Once you have the teacher's account set up, you go in and decide on which spelling list you want your child to work with that week. You can assign more than one list, type in your own lists, or choose several of their theme-based lists. At first this can be tricky as you decide where your child is in spelling ability and if you have a specific topic that you might be working with in other school subjects like science, history, etc. As far as I could tell, you must assign a list before the student is able to use and work with it.
Once you have the list assigned and authorized, your child can log in and use one of several methods to work on learning the list. With Maestro, as the oldest, I assigned him lists that were higher than his age level might suggest. Though he is "only" nearly 14, and primarily in the "8th" grade, I assigned him lists from the 10th- or 11th-grade lists. His reading and comprehension abilities are high enough that I thought he might be able to handle it, but there was a little bit of a leap of faith there because I wasn't certain.
Chef and Bruiser are my two who struggled with reading so I was more conservative with the lists I made available to them. Chef has reached a level of reading and comprehension that is about grade-level, so that is where I assigned him (6th grade). Bruiser I assigned at a level slightly lower than his level because he is still really building his abilities and level, so I put him at about 2nd grade. Though it was an option, I did not assign my own lists - that is a great feature if you're working with a set curriculum or if your child is a brick-and-mortar student. Mine are neither, so I did not use that feature at all really.
For each list, the student has several options to try out. They can:
- print out the list,
- take a spelling test,
- follow a lesson that gives the word, spells the word, and uses it in a sentence
- take a vocabulary test
- or play a game that revolves around the assigned words.
Maestro jumped right on his list, largely ignored the games, and went straight to the spelling tests. This does not surprise me - he reading has been so strong that spelling has been relatively easy for him. For him, the program worked pretty well. He did not use a lot of the "side" options offered - the games, lessons, etc. It was enough for him to write the list out a few times and then take the spelling test.
Chef only used the program a few times.
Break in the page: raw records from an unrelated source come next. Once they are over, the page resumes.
//! Tenant and principal repositories over the in-memory store.

use chrono::Utc;
use uuid::Uuid;

use gatehouse_core::models::principal::{CreatePrincipal, Liveness, Principal, PrincipalProfile};
use gatehouse_core::models::tenant::{CreateTenant, Tenant, TenantSummary};
use gatehouse_core::repository::{PrincipalRepository, TenantRepository};
use gatehouse_core::{GatehouseError, GatehouseResult};

use super::MemStore;

impl TenantRepository for MemStore {
    async fn create(&self, input: CreateTenant) -> GatehouseResult<Tenant> {
        if self.db.tenants.iter().any(|t| t.slug == input.slug) {
            return Err(GatehouseError::Validation {
                message: format!("tenant slug '{}' already in use", input.slug),
            });
        }
        let now = Utc::now();
        let tenant = Tenant {
            id: Uuid::new_v4(),
            name: input.name,
            slug: input.slug,
            is_active: true,
            created_at: now,
            updated_at: now,
        };
        self.db.tenants.insert(tenant.id, tenant.clone());
        Ok(tenant)
    }

    async fn get_by_id(&self, id: Uuid) -> GatehouseResult<Tenant> {
        self.tenant(id)
    }

    async fn list_ids(&self) -> GatehouseResult<Vec<Uuid>> {
        Ok(self.db.tenants.iter().map(|t| t.id).collect())
    }

    async fn set_active(&self, id: Uuid, active: bool) -> GatehouseResult<Tenant> {
        let mut tenant = self
            .db
            .tenants
            .get_mut(&id)
            .ok_or_else(|| GatehouseError::not_found("tenant"))?;
        tenant.is_active = active;
        tenant.updated_at = Utc::now();
        Ok(tenant.clone())
    }
}

impl PrincipalRepository for MemStore {
    async fn create(&self, input: CreatePrincipal) -> GatehouseResult<Principal> {
        self.tenant(input.tenant_id)?;
        let email = input.email.to_lowercase();
        if self
            .db
            .principals
            .iter()
            .any(|p| p.tenant_id == input.tenant_id && p.email == email)
        {
            return Err(GatehouseError::Validation {
                message: format!("email '{email}' already registered in this tenant"),
            });
        }
        let now = Utc::now();
        let principal = Principal {
            id: Uuid::new_v4(),
            tenant_id: input.tenant_id,
            email,
            password_hash: input.password_hash,
            first_name: input.first_name,
            last_name: input.last_name,
            is_active: true,
            is_super_admin: input.is_super_admin,
            created_at: now,
            updated_at: now,
        };
        self.db.principals.insert(principal.id, principal.clone());
        Ok(principal)
    }

    async fn get_by_id(&self, id: Uuid) -> GatehouseResult<Principal> {
        self.principal(id)
    }

    async fn get_in_tenant(&self, tenant_id: Uuid, id: Uuid) -> GatehouseResult<Principal> {
        let principal = self.principal(id)?;
        if principal.tenant_id != tenant_id {
            return Err(GatehouseError::not_found("principal"));
        }
        Ok(principal)
    }

    async fn profile_by_id(&self, id: Uuid) -> GatehouseResult<PrincipalProfile> {
        let principal = self.principal(id)?;
        self.assemble_profile(principal)
    }

    async fn active_profile_by_email(&self, email: &str) -> GatehouseResult<PrincipalProfile> {
        let mut candidates: Vec<Principal> = self
            .db
            .principals
            .iter()
            .filter(|p| p.is_active && p.email.eq_ignore_ascii_case(email))
            .map(|p| p.clone())
            .collect();
        // Deterministic "first" across matches in multiple tenants.
        candidates.sort_by(|a, b| a.created_at.cmp(&b.created_at).then(a.id.cmp(&b.id)));
        let principal = candidates
            .into_iter()
            .next()
            .ok_or_else(|| GatehouseError::not_found("principal"))?;
        self.assemble_profile(principal)
    }

    async fn active_profile_by_email_in_tenant(
        &self,
        email: &str,
        tenant_id: Uuid,
    ) -> GatehouseResult<PrincipalProfile> {
        let principal = self
            .db
            .principals
            .iter()
            .find(|p| {
                p.is_active && p.tenant_id == tenant_id && p.email.eq_ignore_ascii_case(email)
            })
            .map(|p| p.clone())
            .ok_or_else(|| GatehouseError::not_found("principal"))?;
        let profile = self.assemble_profile(principal)?;
        if !profile.tenant_active {
            return Err(GatehouseError::not_found("principal"));
        }
        Ok(profile)
    }

    async fn liveness(&self, id: Uuid) -> GatehouseResult<Liveness> {
        let Some(principal) = self.db.principals.get(&id).map(|p| p.clone()) else {
            return Ok(Liveness {
                principal_active: false,
                tenant_active: false,
            });
        };
        let tenant_active = self
            .db
            .tenants
            .get(&principal.tenant_id)
            .map(|t| t.is_active)
            .unwrap_or(false);
        Ok(Liveness {
            principal_active: principal.is_active,
            tenant_active,
        })
    }

    async fn tenants_for_email(&self, email: &str) -> GatehouseResult<Vec<TenantSummary>> {
        let tenant_ids: Vec<Uuid> = self
            .db
            .principals
            .iter()
            .filter(|p| p.is_active && p.email.eq_ignore_ascii_case(email))
            .map(|p| p.tenant_id)
            .collect();
        let mut summaries: Vec<TenantSummary> = tenant_ids
            .into_iter()
            .filter_map(|id| self.db.tenants.get(&id).map(|t| t.clone()))
            .filter(|t| t.is_active)
            .map(|t| TenantSummary {
                id: t.id,
                name: t.name,
                slug: t.slug,
            })
            .collect();
        summaries.sort_by(|a, b| a.name.cmp(&b.name));
        Ok(summaries)
    }

    async fn set_active(
        &self,
        tenant_id: Uuid,
        id: Uuid,
        active: bool,
    ) -> GatehouseResult<Principal> {
        let mut principal = self
            .db
            .principals
            .get_mut(&id)
            .ok_or_else(|| GatehouseError::not_found("principal"))?;
        if principal.tenant_id != tenant_id {
            return Err(GatehouseError::not_found("principal"));
        }
        principal.is_active = active;
        principal.updated_at = Utc::now();
        Ok(principal.clone())
    }

    async fn assign_role(
        &self,
        tenant_id: Uuid,
        principal_id: Uuid,
        role_id: Uuid,
    ) -> GatehouseResult<()> {
        self.get_in_tenant(tenant_id, principal_id).await?;
        let role_tenant = self
            .db
            .roles
            .get(&role_id)
            .map(|r| r.tenant_id)
            .ok_or_else(|| GatehouseError::not_found("role"))?;
        if role_tenant != tenant_id {
            return Err(GatehouseError::not_found("role"));
        }
        let mut assigned = self.db.principal_roles.entry(principal_id).or_default();
        if !assigned.contains(&role_id) {
            assigned.push(role_id);
        }
        Ok(())
    }
}
//! Gatehouse RBAC — the permission catalog, declaratively defined
//! default roles, and the idempotent per-tenant reconciliation that
//! keeps them in sync.

pub mod catalog;
pub mod service;

pub use catalog::{DEFAULT_ROLES, DefaultRole, PERMISSION_KEYS};
pub use service::RbacService;
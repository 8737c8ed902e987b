//! End-to-end session flows against the in-memory store: login,
//! liveness revocation, claim staleness, and tenant switching.

use gatehouse_auth::config::AuthConfig;
use gatehouse_auth::password;
use gatehouse_auth::service::SessionService;
use gatehouse_core::GatehouseError;
use gatehouse_core::models::principal::{CreatePrincipal, Principal};
use gatehouse_core::models::role::CreateRole;
use gatehouse_core::models::tenant::{CreateTenant, Tenant};
use gatehouse_core::repository::{
    PermissionRepository, PrincipalRepository, RoleRepository, TenantRepository,
};
use gatehouse_store::{InMemoryCache, MemStore};

const PASSWORD: &str = "correct horse battery staple";

fn test_config() -> AuthConfig {
    AuthConfig {
        jwt_secret: "integration-test-secret".into(),
        ..AuthConfig::default()
    }
}

fn service(store: &MemStore) -> SessionService<MemStore, InMemoryCache> {
    SessionService::new(store.clone(), InMemoryCache::new(), test_config())
}

async fn seed_tenant(store: &MemStore, name: &str, slug: &str) -> Tenant {
    TenantRepository::create(
        store,
        CreateTenant {
            name: name.into(),
            slug: slug.into(),
        },
    )
    .await
    .unwrap()
}

async fn seed_principal(store: &MemStore, tenant_id: uuid::Uuid, email: &str) -> Principal {
    PrincipalRepository::create(
        store,
        CreatePrincipal {
            tenant_id,
            email: email.into(),
            password_hash: password::hash_password(PASSWORD).unwrap(),
            first_name: "Rita".into(),
            last_name: "Okafor".into(),
            is_super_admin: false,
        },
    )
    .await
    .unwrap()
}

#[tokio::test]
async fn login_issues_token_with_profile() {
    let store = MemStore::new();
    let tenant = seed_tenant(&store, "Riverside Towers", "riverside-towers").await;
    let principal = seed_principal(&store, tenant.id, "rita@example.com").await;
    let sessions = service(&store);

    // Email matching is case-insensitive at login.
    let out = sessions
        .login("Rita@Example.COM", PASSWORD, false)
        .await
        .unwrap();
    assert!(!out.token.is_empty());
    assert_eq!(out.profile.id, principal.id);
    assert_eq!(out.profile.email, "rita@example.com");
    assert_eq!(out.profile.tenant_id, tenant.id);
    assert_eq!(out.profile.tenant_name, "Riverside Towers");
    assert!(out.profile.roles.is_empty());

    let claims = sessions.validate(&out.token).await.unwrap();
    assert_eq!(claims.principal_id().unwrap(), principal.id);
    assert_eq!(claims.tenant_uuid().unwrap(), tenant.id);
}

#[tokio::test]
async fn wrong_password_is_generic_unauthorized() {
    let store = MemStore::new();
    let tenant = seed_tenant(&store, "Riverside Towers", "riverside-towers").await;
    seed_principal(&store, tenant.id, "rita@example.com").await;
    let sessions = service(&store);

    let err = sessions
        .login("rita@example.com", "not the password", false)
        .await
        .unwrap_err();
    assert!(matches!(err, GatehouseError::AuthenticationFailed { .. }));
    // Indistinguishable from an unknown email.
    assert_eq!(err.to_string(), "unauthorized");
    let err = sessions
        .login("nobody@example.com", PASSWORD, false)
        .await
        .unwrap_err();
    assert_eq!(err.to_string(), "unauthorized");
}

#[tokio::test]
async fn inactive_principal_cannot_login() {
    let store = MemStore::new();
    let tenant = seed_tenant(&store, "Riverside Towers", "riverside-towers").await;
    let principal = seed_principal(&store, tenant.id, "rita@example.com").await;
    PrincipalRepository::set_active(&store, tenant.id, principal.id, false)
        .await
        .unwrap();
    let sessions = service(&store);

    let err = sessions
        .login("rita@example.com", PASSWORD, false)
        .await
        .unwrap_err();
    assert!(matches!(err, GatehouseError::AuthenticationFailed { .. }));
}

#[tokio::test]
async fn inactive_tenant_blocks_login_even_with_valid_password() {
    let store = MemStore::new();
    let tenant = seed_tenant(&store, "Riverside Towers", "riverside-towers").await;
    seed_principal(&store, tenant.id, "rita@example.com").await;
    TenantRepository::set_active(&store, tenant.id, false)
        .await
        .unwrap();
    let sessions = service(&store);

    let err = sessions
        .login("rita@example.com", PASSWORD, false)
        .await
        .unwrap_err();
    assert!(matches!(err, GatehouseError::AuthenticationFailed { .. }));
}

#[tokio::test]
async fn deactivation_is_observable_after_invalidate() {
    let store = MemStore::new();
    let tenant = seed_tenant(&store, "Riverside Towers", "riverside-towers").await;
    let principal = seed_principal(&store, tenant.id, "rita@example.com").await;
    let sessions = service(&store);

    let out = sessions
        .login("rita@example.com", PASSWORD, false)
        .await
        .unwrap();
    // Prime the liveness cache.
    sessions.validate(&out.token).await.unwrap();

    PrincipalRepository::set_active(&store, tenant.id, principal.id, false)
        .await
        .unwrap();
    // Still authorized: the cached liveness answer has not expired.
    sessions.validate(&out.token).await.unwrap();

    sessions.invalidate(principal.id).await.unwrap();
    let err = sessions.validate(&out.token).await.unwrap_err();
    assert!(matches!(err, GatehouseError::AuthenticationFailed { .. }));
}

#[tokio::test]
async fn claims_stay_stale_until_refresh() {
    let store = MemStore::new();
    let tenant = seed_tenant(&store, "Riverside Towers", "riverside-towers").await;
    let principal = seed_principal(&store, tenant.id, "rita@example.com").await;
    let sessions = service(&store);

    let out = sessions
        .login("rita@example.com", PASSWORD, false)
        .await
        .unwrap();
    assert!(out.profile.permissions.is_empty());

    // Grant a role after the token was minted.
    PermissionRepository::create_missing(
        &store,
        &[gatehouse_core::models::permission::CreatePermission {
            key: "visit.view".into(),
            description: "visit view".into(),
        }],
    )
    .await
    .unwrap();
    let perm_id = store.list().await.unwrap()[0].id;
    let role = RoleRepository::create(
        &store,
        CreateRole {
            tenant_id: tenant.id,
            key: "security".into(),
            name: "Security".into(),
            description: String::new(),
        },
    )
    .await
    .unwrap();
    store
        .grant_permissions(tenant.id, role.id, &[perm_id])
        .await
        .unwrap();
    store
        .assign_role(tenant.id, principal.id, role.id)
        .await
        .unwrap();

    // The old token still carries the issuance-time snapshot.
    let claims = sessions.validate(&out.token).await.unwrap();
    assert!(!claims.has_permission("visit.view"));

    // Refresh re-reads storage and mints the new snapshot.
    let refreshed = sessions.refresh(principal.id).await.unwrap();
    assert_eq!(refreshed.profile.roles, vec!["security"]);
    let claims = sessions.validate(&refreshed.token).await.unwrap();
    assert!(claims.has_permission("visit.view"));
}

#[tokio::test]
async fn switch_tenant_reissues_for_sibling() {
    let store = MemStore::new();
    let home = seed_tenant(&store, "Riverside Towers", "riverside-towers").await;
    let away = seed_tenant(&store, "Cedar Court", "cedar-court").await;
    let principal = seed_principal(&store, home.id, "rita@example.com").await;
    let sibling = seed_principal(&store, away.id, "rita@example.com").await;
    let sessions = service(&store);

    let out = sessions
        .switch_tenant(principal.id, away.id)
        .await
        .unwrap();
    assert_eq!(out.profile.tenant_id, away.id);
    assert_eq!(out.profile.id, sibling.id);
}

#[tokio::test]
async fn switch_without_sibling_is_denied_not_missing() {
    let store = MemStore::new();
    let home = seed_tenant(&store, "Riverside Towers", "riverside-towers").await;
    let away = seed_tenant(&store, "Cedar Court", "cedar-court").await;
    let principal = seed_principal(&store, home.id, "rita@example.com").await;
    let sessions = service(&store);

    let err = sessions
        .switch_tenant(principal.id, away.id)
        .await
        .unwrap_err();
    // Denial, so the response never reveals whether the tenant exists.
    assert!(matches!(err, GatehouseError::AuthorizationDenied { .. }));
}

#[tokio::test]
async fn accessible_tenants_lists_active_sorted_by_name() {
    let store = MemStore::new();
    let birch = seed_tenant(&store, "Birch Gardens", "birch-gardens").await;
    let acacia = seed_tenant(&store, "Acacia Heights", "acacia-heights").await;
    let cedar = seed_tenant(&store, "Cedar Court", "cedar-court").await;
    let principal = seed_principal(&store, birch.id, "rita@example.com").await;
    seed_principal(&store, acacia.id, "rita@example.com").await;
    seed_principal(&store, cedar.id, "rita@example.com").await;
    TenantRepository::set_active(&store, cedar.id, false)
        .await
        .unwrap();
    let sessions = service(&store);

    let tenants = sessions.accessible_tenants(principal.id).await.unwrap();
    let names: Vec<&str> = tenants.iter().map(|t| t.name.as_str()).collect();
    assert_eq!(names, vec!["Acacia Heights", "Birch Gardens"]);
}
//! Catalog seeding and default-role reconciliation against the
//! in-memory store.

use std::collections::HashSet;

use gatehouse_core::models::tenant::{CreateTenant, Tenant};
use gatehouse_core::repository::{RoleRepository, TenantRepository};
use gatehouse_rbac::service::RbacService;
use gatehouse_rbac::{DEFAULT_ROLES, PERMISSION_KEYS};
use gatehouse_store::{InMemoryCache, MemStore};

fn service(store: &MemStore) -> RbacService<MemStore, MemStore, MemStore, InMemoryCache> {
    RbacService::new(
        store.clone(),
        store.clone(),
        store.clone(),
        InMemoryCache::new(),
    )
}

async fn seed_tenant(store: &MemStore, slug: &str) -> Tenant {
    TenantRepository::create(
        store,
        CreateTenant {
            name: slug.into(),
            slug: slug.into(),
        },
    )
    .await
    .unwrap()
}

#[tokio::test]
async fn catalog_seeding_is_idempotent() {
    let store = MemStore::new();
    let rbac = service(&store);

    assert_eq!(
        rbac.ensure_catalog().await.unwrap(),
        PERMISSION_KEYS.len() as u64
    );
    assert_eq!(rbac.ensure_catalog().await.unwrap(), 0);
}

#[tokio::test]
async fn fresh_tenant_gets_every_default_role() {
    let store = MemStore::new();
    let rbac = service(&store);
    let tenant = seed_tenant(&store, "riverside-towers").await;

    rbac.ensure_catalog().await.unwrap();
    rbac.reconcile_default_roles(tenant.id).await.unwrap();

    let roles = rbac.roles_for_tenant(tenant.id).await.unwrap();
    assert_eq!(roles.len(), DEFAULT_ROLES.len());

    for def in DEFAULT_ROLES {
        let role = roles.iter().find(|r| r.role.key == def.key).unwrap();
        let held: HashSet<&str> = role.permissions.iter().map(|p| p.key.as_str()).collect();
        for key in def.permissions {
            assert!(held.contains(key), "{} missing {key}", def.key);
        }
        assert_eq!(held.len(), def.permissions.len());
    }
}

#[tokio::test]
async fn reconciling_twice_changes_nothing() {
    let store = MemStore::new();
    let rbac = service(&store);
    let tenant = seed_tenant(&store, "riverside-towers").await;

    rbac.ensure_catalog().await.unwrap();
    rbac.reconcile_default_roles(tenant.id).await.unwrap();
    let first = rbac.roles_for_tenant(tenant.id).await.unwrap();

    rbac.reconcile_default_roles(tenant.id).await.unwrap();
    let second = rbac.roles_for_tenant(tenant.id).await.unwrap();

    assert_eq!(first.len(), second.len());
    for (a, b) in first.iter().zip(second.iter()) {
        assert_eq!(a.role.id, b.role.id);
        let keys_a: HashSet<&str> = a.permissions.iter().map(|p| p.key.as_str()).collect();
        let keys_b: HashSet<&str> = b.permissions.iter().map(|p| p.key.as_str()).collect();
        assert_eq!(keys_a, keys_b);
    }
}

#[tokio::test]
async fn hand_added_grants_survive_reconciliation() {
    let store = MemStore::new();
    let rbac = service(&store);
    let tenant = seed_tenant(&store, "riverside-towers").await;

    rbac.ensure_catalog().await.unwrap();
    rbac.reconcile_default_roles(tenant.id).await.unwrap();

    // Grant the resident role a permission it does not hold by default.
    let resident = store.get_by_key(tenant.id, "resident").await.unwrap();
    let catalog = gatehouse_core::repository::PermissionRepository::list(&store)
        .await
        .unwrap();
    let extra = catalog.iter().find(|p| p.key == "calendar.view").unwrap();
    store
        .grant_permissions(tenant.id, resident.role.id, &[extra.id])
        .await
        .unwrap();

    rbac.reconcile_default_roles(tenant.id).await.unwrap();

    let resident = store.get_by_key(tenant.id, "resident").await.unwrap();
    assert!(
        resident.permissions.iter().any(|p| p.key == "calendar.view"),
        "hand-added grant was removed"
    );
}

#[tokio::test]
async fn removed_default_grant_is_restored() {
    let store = MemStore::new();
    let rbac = service(&store);
    let tenant = seed_tenant(&store, "riverside-towers").await;

    rbac.ensure_catalog().await.unwrap();

    // Pre-create the security role with a single permission; the
    // reconciler must top it up to the full default set.
    let catalog = gatehouse_core::repository::PermissionRepository::list(&store)
        .await
        .unwrap();
    let view = catalog.iter().find(|p| p.key == "visit.view").unwrap();
    let role = RoleRepository::create(
        &store,
        gatehouse_core::models::role::CreateRole {
            tenant_id: tenant.id,
            key: "security".into(),
            name: "Security".into(),
            description: String::new(),
        },
    )
    .await
    .unwrap();
    store
        .grant_permissions(tenant.id, role.id, &[view.id])
        .await
        .unwrap();

    rbac.reconcile_default_roles(tenant.id).await.unwrap();

    let security = store.get_by_key(tenant.id, "security").await.unwrap();
    let def = DEFAULT_ROLES.iter().find(|d| d.key == "security").unwrap();
    assert_eq!(security.role.id, role.id, "role was recreated, not topped up");
    assert_eq!(security.permissions.len(), def.permissions.len());
}

#[tokio::test]
async fn reconcile_all_tenants_covers_more_than_one_batch() {
    let store = MemStore::new();
    let rbac = service(&store);
    rbac.ensure_catalog().await.unwrap();

    let mut tenant_ids = Vec::new();
    for i in 0..7 {
        tenant_ids.push(seed_tenant(&store, &format!("tenant-{i}")).await.id);
    }

    rbac.reconcile_all_tenants().await.unwrap();

    for id in tenant_ids {
        let roles = rbac.roles_for_tenant(id).await.unwrap();
        assert_eq!(roles.len(), DEFAULT_ROLES.len());
    }
}

#[tokio::test]
async fn role_listing_reflects_reconciliation_despite_cache() {
    let store = MemStore::new();
    let rbac = service(&store);
    let tenant = seed_tenant(&store, "riverside-towers").await;
    rbac.ensure_catalog().await.unwrap();

    // Populate the cache with the empty listing first.
    assert!(rbac.roles_for_tenant(tenant.id).await.unwrap().is_empty());

    rbac.reconcile_default_roles(tenant.id).await.unwrap();

    // Reconciliation invalidated the entry, so the listing is fresh.
    let roles = rbac.roles_for_tenant(tenant.id).await.unwrap();
    assert_eq!(roles.len(), DEFAULT_ROLES.len());
}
He still struggles with his spelling, but he loves to write, and that is how he has largely corrected his trouble with spelling. Writing and writing and writing, followed by editing, asking "how do you spell" questions, and writing some more.
Bruiser was more of a challenge. He still struggles greatly with his reading and spelling. He went straight for the games. Given his age, I suppose that is understandable. I still required him to print out the list and write the words five to ten times each. Sometimes this helped, other times not so much. He does the games more than I like even with that, but it does seem to help him remember. He is a very hands-on learner, so being able to do things with his spelling words, helps him put it into his brain a little faster.
So will we keep using VocabularySpellingCity? We will continue to use VocabularySpellingCity for Bruiser, and I might start Buttercup up with it - I haven't tried it on her yet, since she is not even quite five yet. Maestro and Chef I think are better for other programs and methods. Mostly because they have both found their own ways to work with their strengths and weaknesses, where Bruiser is still feeling his way out.
VocabularySpellingCity is inexpensive, making it a great program to try. For a family using five accounts, the charge is $29.99 per year. The program is also available for larger classroom and whole-school use, up to 5,000+ students!